Stored data
:::
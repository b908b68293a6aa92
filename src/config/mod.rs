//! Configuration stores
//!
//! Three independent file-backed stores plus typed views over the settings
//! blobs nested in the deck config:
//! - **deck**: keyed pages of button definitions (`config.json`)
//! - **presets**: named reusable button definitions (`CustomButtons.json`)
//! - **bar**: widget bindings for the bar slots (`config_bar.json`)

pub mod bar;
pub mod deck;
pub mod presets;
pub mod settings;

pub use bar::BarLayoutStore;
pub use deck::ConfigStore;
pub use presets::PresetRegistry;
pub use settings::{AudioSettings, HwMonitorSettings};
:::
# Directions for this task:
Including any blank lines, repeat the data exactly.

# Result for this exercise:
repository b908b68293a6aa92
filename src/config/mod.rs
//! Configuration stores
//!
//! Three independent file-backed stores plus typed views over the settings
//! blobs nested in the deck config:
//! - **deck**: keyed pages of button definitions (`config.json`)
//! - **presets**: named reusable button definitions (`CustomButtons.json`)
//! - **bar**: widget bindings for the bar slots (`config_bar.json`)

pub mod bar;
pub mod deck;
pub mod presets;
pub mod settings;

pub use bar::BarLayoutStore;
pub use deck::ConfigStore;
pub use presets::PresetRegistry;
pub use settings::{AudioSettings, HwMonitorSettings};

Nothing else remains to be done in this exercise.